> **Prompt**: When you spot the word "Option" in a line of the data below, copy that line.

**** Exercise material

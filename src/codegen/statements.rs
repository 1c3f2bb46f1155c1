// Statement emission

use crate::codegen::errors::GenError;
use crate::codegen::generator::{is_reserved, CodeGenerator};
use crate::codegen::types::ValueType;
use crate::parser::ast::*;

impl CodeGenerator {
    pub(crate) fn emit_statement(&mut self, stmt: &Statement) -> Result<(), GenError> {
        match stmt {
            Statement::Let {
                name,
                value,
                location,
            } => self.emit_let(name, value.as_ref(), *location),

            Statement::Assignment {
                name,
                value,
                location,
            } => self.emit_assignment(name, value, *location),

            Statement::Print { value, .. } => self.emit_print(value),

            Statement::If {
                condition,
                consequence,
                alternative,
                ..
            } => {
                let condition = self.expression(condition)?;
                self.line(&format!("if ({}) {{", condition));
                self.emit_scoped(&consequence.statements)?;
                if let Some(alternative) = alternative {
                    self.line("} else {");
                    self.emit_scoped(&alternative.statements)?;
                }
                self.line("}");
                Ok(())
            }

            Statement::Block(block) => {
                self.line("{");
                self.emit_scoped(&block.statements)?;
                self.line("}");
                Ok(())
            }

            Statement::Extern { name, .. } => {
                self.line(&format!("// extern {} declared (handled by C headers)", name));
                Ok(())
            }

            Statement::Return { value, location } => {
                let Some(value) = value else {
                    self.line("return 0;");
                    return Ok(());
                };
                let found = self.infer_type(value);
                if found != ValueType::Int {
                    return Err(GenError::TypeMismatch {
                        context: "return value".to_string(),
                        expected: ValueType::Int,
                        found,
                        location: *location,
                    });
                }
                let value = self.expression(value)?;
                self.line(&format!("return {};", value));
                Ok(())
            }

            Statement::Function { name, location, .. } => Err(GenError::NestedFunction {
                name: name.clone(),
                location: *location,
            }),

            Statement::Expression { expression, .. } => {
                if self.in_function {
                    let code = self.expression(expression)?;
                    self.line(&format!("{};", code));
                    Ok(())
                } else {
                    self.emit_print(expression)
                }
            }
        }
    }

    /// Emit statements one indentation level deeper, inside their own scope.
    fn emit_scoped(&mut self, statements: &[Statement]) -> Result<(), GenError> {
        self.indent += 1;
        self.symbols.push_scope();

        let result = statements
            .iter()
            .try_for_each(|stmt| self.emit_statement(stmt));

        self.symbols.pop_scope();
        self.indent -= 1;
        result
    }

    fn emit_let(
        &mut self,
        name: &str,
        value: Option<&Expression>,
        location: SourceLocation,
    ) -> Result<(), GenError> {
        if is_reserved(name) {
            return Err(GenError::ReservedName {
                name: name.to_string(),
                location,
            });
        }
        let Some(value) = value else {
            self.declare(name, ValueType::Int, location)?;
            self.line(&format!("int {};", name));
            return Ok(());
        };

        // In C the new name is already in scope inside its own initializer.
        if let Some(loc) = mentions(value, name) {
            return Err(GenError::UndefinedVariable {
                name: name.to_string(),
                location: loc,
            });
        }

        let ty = self.infer_type(value);
        let code = self.expression(value)?;
        self.declare(name, ty, location)?;
        self.line(&format!("{} {} = {};", ty.c_type(), name, code));
        Ok(())
    }

    fn emit_assignment(
        &mut self,
        name: &str,
        value: &Expression,
        location: SourceLocation,
    ) -> Result<(), GenError> {
        let Some(expected) = self.symbols.lookup(name) else {
            return self.emit_let(name, Some(value), location);
        };

        let found = self.infer_type(value);
        if found != expected {
            return Err(GenError::TypeMismatch {
                context: format!("assignment to '{}'", name),
                expected,
                found,
                location,
            });
        }

        let code = self.expression(value)?;
        self.line(&format!("{} = {};", name, code));
        Ok(())
    }

    fn emit_print(&mut self, value: &Expression) -> Result<(), GenError> {
        let ty = self.infer_type(value);
        let code = self.expression(value)?;
        self.line(&format!("printf(\"{}\\n\", {});", ty.printf_format(), code));
        Ok(())
    }
}

/// Location of the first use of `name` inside `expr`, if any.
fn mentions(expr: &Expression, name: &str) -> Option<SourceLocation> {
    match expr {
        Expression::Identifier(ident, location) if ident == name => Some(*location),
        Expression::Identifier(..)
        | Expression::IntegerLiteral(..)
        | Expression::StringLiteral(..)
        | Expression::FunctionLiteral { .. } => None,
        Expression::Infix { left, right, .. } => {
            mentions(left, name).or_else(|| mentions(right, name))
        }
        Expression::Call {
            callee, arguments, ..
        } => mentions(callee, name).or_else(|| arguments.iter().find_map(|a| mentions(a, name))),
    }
}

********

> **Written response**:
        value: Option<&Expression>,
fn mentions(expr: &Expression, name: &str) -> Option<SourceLocation> {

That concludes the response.